Torre Norte del Paine, Erresistentziara Kondenatuak
Chile, Southern Patagonia, Torres del Paine
Opening a new route was not in our plans when Ibon Mendia and I left Puerto Natales in Chilean Patagonia and walked in for a six-day stay beneath the famed Torres del Paine. The first four days brought horrible weather. We barely managed to climb a variant of La Via dell’Agordino on Peineta and to summit Torre Norte del Paine by the Monzino.

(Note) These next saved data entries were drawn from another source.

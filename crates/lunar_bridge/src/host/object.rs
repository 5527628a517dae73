//! Host objects with a named-attribute protocol

use super::{call_host, enter_host, host_failure, metamethod, LiveHandle};
use crate::error::{BridgeError, MarshalError};
use crate::marshal;
use crate::session::SessionInner;
use crate::value::{HostObjectRef, HostValue};
use anyhow::bail;
use mlua::{
    AnyUserData, MetaMethod, MultiValue, UserData, UserDataFields, UserDataMethods, Value,
};
use std::cell::RefCell;
use std::collections::BTreeMap;
use std::rc::Weak;

/// An object lua can index, assign into and call.
///
/// Implementations use interior mutability; the object is shared between the
/// host and every lua value wrapping it.
pub trait HostObject {
    fn type_name(&self) -> &str;

    /// `Ok(None)` means the attribute does not exist; lua sees an error.
    fn get_attr(&self, name: &str) -> anyhow::Result<Option<HostValue>>;

    fn set_attr(&self, name: &str, _value: HostValue) -> anyhow::Result<()> {
        bail!("attribute '{name}' of '{}' is read-only", self.type_name())
    }

    fn call(&self, _args: Vec<HostValue>) -> anyhow::Result<Vec<HostValue>> {
        bail!("'{}' object is not callable", self.type_name())
    }
}

/// Attribute bag that accepts any attribute.
#[derive(Debug)]
pub struct Namespace {
    type_name: String,
    attrs: RefCell<BTreeMap<String, HostValue>>,
}

impl Namespace {
    pub fn new(type_name: impl Into<String>) -> Self {
        Self {
            type_name: type_name.into(),
            attrs: RefCell::new(BTreeMap::new()),
        }
    }

    pub fn with(self, name: &str, value: impl Into<HostValue>) -> Self {
        self.set(name, value);
        self
    }

    pub fn get(&self, name: &str) -> Option<HostValue> {
        self.attrs.borrow().get(name).cloned()
    }

    pub fn set(&self, name: &str, value: impl Into<HostValue>) {
        let previous = self.attrs.borrow_mut().insert(name.to_string(), value.into());
        // dropping a proxy may release a registry slot; do it outside the borrow
        drop(previous);
    }

    pub fn names(&self) -> Vec<String> {
        self.attrs.borrow().keys().cloned().collect()
    }
}

impl HostObject for Namespace {
    fn type_name(&self) -> &str {
        &self.type_name
    }

    fn get_attr(&self, name: &str) -> anyhow::Result<Option<HostValue>> {
        Ok(self.get(name))
    }

    fn set_attr(&self, name: &str, value: HostValue) -> anyhow::Result<()> {
        self.set(name, value);
        Ok(())
    }
}

struct HostObjectCell {
    object: HostObjectRef,
    session: Weak<SessionInner>,
    _live: LiveHandle,
}

impl HostObjectCell {
    fn index(&self, key: Value) -> Result<MultiValue, BridgeError> {
        let name = attribute_name(&key)?;
        enter_host(&self.session, |session| {
            let value = self
                .object
                .get_attr(&name)
                .map_err(|err| host_failure(&name, err))?
                .ok_or_else(|| BridgeError::MissingAttribute {
                    type_name: self.object.type_name().to_string(),
                    name: name.clone(),
                })?;
            let value = match value {
                HostValue::Callable(method) => HostValue::Callable(method.bind(self.object.clone())),
                other => other,
            };
            Ok(MultiValue::from_vec(vec![marshal::to_guest(session, &value)?]))
        })
    }

    fn new_index(&self, key: Value, value: Value) -> Result<MultiValue, BridgeError> {
        let name = attribute_name(&key)?;
        enter_host(&self.session, |session| {
            let value = marshal::to_host(session, value)?;
            self.object
                .set_attr(&name, value)
                .map_err(|err| host_failure(&name, err))?;
            Ok(MultiValue::new())
        })
    }

    fn invoke(&self, args: MultiValue) -> Result<MultiValue, BridgeError> {
        enter_host(&self.session, |session| {
            call_host(session, self.object.type_name(), args, |args| self.object.call(args))
        })
    }
}

/// Attribute names are lua strings holding valid UTF-8.
fn attribute_name(key: &Value) -> Result<String, BridgeError> {
    match key {
        Value::String(name) => std::str::from_utf8(&name.as_bytes())
            .map(str::to_owned)
            .map_err(|_| MarshalError::NonUtf8AttributeName.into()),
        other => Err(MarshalError::AttributeNameType {
            type_name: other.type_name(),
        }
        .into()),
    }
}

impl UserData for HostObjectCell {
    fn add_fields<F: UserDataFields<Self>>(fields: &mut F) {
        fields.add_meta_field_with(MetaMethod::Index.name(), |lua| {
            metamethod::<Self, Value, _>(lua, |this, key| this.index(key))
        });
        fields.add_meta_field_with(MetaMethod::NewIndex.name(), |lua| {
            metamethod::<Self, (Value, Value), _>(lua, |this, (key, value)| {
                this.new_index(key, value)
            })
        });
        fields.add_meta_field_with(MetaMethod::Call.name(), |lua| {
            metamethod::<Self, MultiValue, _>(lua, |this, args| this.invoke(args))
        });
    }

    fn add_methods<M: UserDataMethods<Self>>(methods: &mut M) {
        methods.add_meta_method(MetaMethod::ToString, |_, this, ()| {
            Ok(format!("host object: {}", this.object.type_name()))
        });
    }
}

pub(crate) fn install(
    session: &SessionInner,
    object: HostObjectRef,
) -> Result<AnyUserData, BridgeError> {
    let cell = HostObjectCell {
        object,
        session: session.downgrade(),
        _live: session.track_host_handle(),
    };
    Ok(session.lua().create_userdata(cell)?)
}

pub(crate) fn unwrap(ud: &AnyUserData) -> Option<HostObjectRef> {
    ud.borrow::<HostObjectCell>().ok().map(|cell| cell.object.clone())
}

On our fifth day, December 27, 2024, the weather began to clear, but it was still cold and windy, and we did not leave the tent until 11 a.m. The window was too small for our initial objective, so we shifted gears and started up unclimbed terrain 50m to the right of Taller del Sol on the west face of Torre Norte del Paine.
Our new route, Erresistentziara Kondenatuak (420m, 10 pitches, 7a), takes a direct line up the face, following obvious crack systems up very good rock. After reaching the ridge, we descended Monzino, forgoing the summit of Torre Norte, which we had reached just a few days prior. We would recommend future parties bring three sets of cams to number 2 and two number 3s.
The next day we were finally graced with sunny, warm weather and climbed Torre Central via the Bonington Route.